Other cultural factors identified in the report include never asking employees to change their appearance to comply with company culture, providing training to keep employees’ skills relevant, letting workers work from home on a day they have a personal commitment and making employees feel comfortable reporting incidents of sexual discrimination and sexual harassment.
“It’s doable. It’s not theoretical,” said Shook.
One of the more surprising findings was that company networks that are exclusive to women help promote gender equality, but businesses with women’s networks that are open to both women and men help more.
“It’s essential that organizations do not over-rotate just on women. It’s about creating the level playing field,” said Shook. “I think companies that have created a lot of women’s programs are well-intentioned but what the research found is that they don’t really help women accelerate their progress.”

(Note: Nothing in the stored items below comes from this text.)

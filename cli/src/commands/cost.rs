use anyhow::{Context, Result};
use openequity::{estimate_eviction_cost, io};

pub fn run(cli: &crate::cli::Cli, args: &crate::cli::CostArgs) -> Result<()> {
    let mut config = super::load_config(cli)?;
    if let Some(rent_type) = args.rent_type {
        config.cost.rent_type = rent_type;
    }
    if let Some(percent) = args.percent_burdened {
        config.cost.percent_burdened = percent;
    }

    let table = super::load_table(cli, &args.table, &config.counties)?;
    let rents = io::read_table(&args.rents, &config.counties)
        .with_context(|| format!("[cost] Failed to load rents from {}", args.rents.display()))?;

    let estimate = estimate_eviction_cost(&table.merge(&rents)?, &config.cost)?;
    log::info!("[cost] total monthly cost {:.0} ({} rents)", estimate.total(), estimate.rent_type());

    super::write_output(estimate.to_frame()?, args.output.as_deref())
}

The upside, according to the report, is game-changing. If the 40 factors that drive advancement were found in all work environments globally, for every 100 male managers, there could be up to 84 female managers versus 34 today.
Women would be 35% more likely to advance to manager and four times (280%) more likely to advance to senior manager/director and beyond, according to Accenture. And that pay gap, where women earn $73 for every $100 a man earns today would be nearly wiped away. A woman could earn $92 for every $100 a man earns.
But the gains wouldn’t just be for women. Countering a concern from some men that equality in the workplace translates into women gaining at the expense of men, the Accenture report found that “when women rise, men rise, too.”
In companies where the 40 factors exist, men are 23% more likely to move up to manager level and more than twice as likely to advance to a senior manager or director position.
“What really surprised me and frankly delighted me is that if you can drive a culture of equality, everybody rises,” said Shook. “And I did not expect to see that.”